WORK ORDER
Please return each record exactly as it stands.

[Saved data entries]

• • • • •

//! Core types: participants, match state, RNG, configuration, errors.
//!
//! Everything the turn resolver and the replication layer share lives here.

pub mod participant;
pub mod rng;
pub mod config;
pub mod state;
pub mod error;

pub use participant::{ParticipantId, ParticipantMap};
pub use rng::GameRng;
pub use config::{MatchConfig, PARTICIPANTS_PER_MATCH};
pub use state::{MatchState, ParticipantState};
pub use error::{DuelError, DuelResult};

• • • • •

SOLVED PROBLEM
//! Core types: participants, match state, RNG, configuration, errors.
//!
//! Everything the turn resolver and the replication layer share lives here.

pub mod participant;
pub mod rng;
pub mod config;
pub mod state;
pub mod error;

pub use participant::{ParticipantId, ParticipantMap};
pub use rng::GameRng;
pub use config::{MatchConfig, PARTICIPANTS_PER_MATCH};
pub use state::{MatchState, ParticipantState};
pub use error::{DuelError, DuelResult};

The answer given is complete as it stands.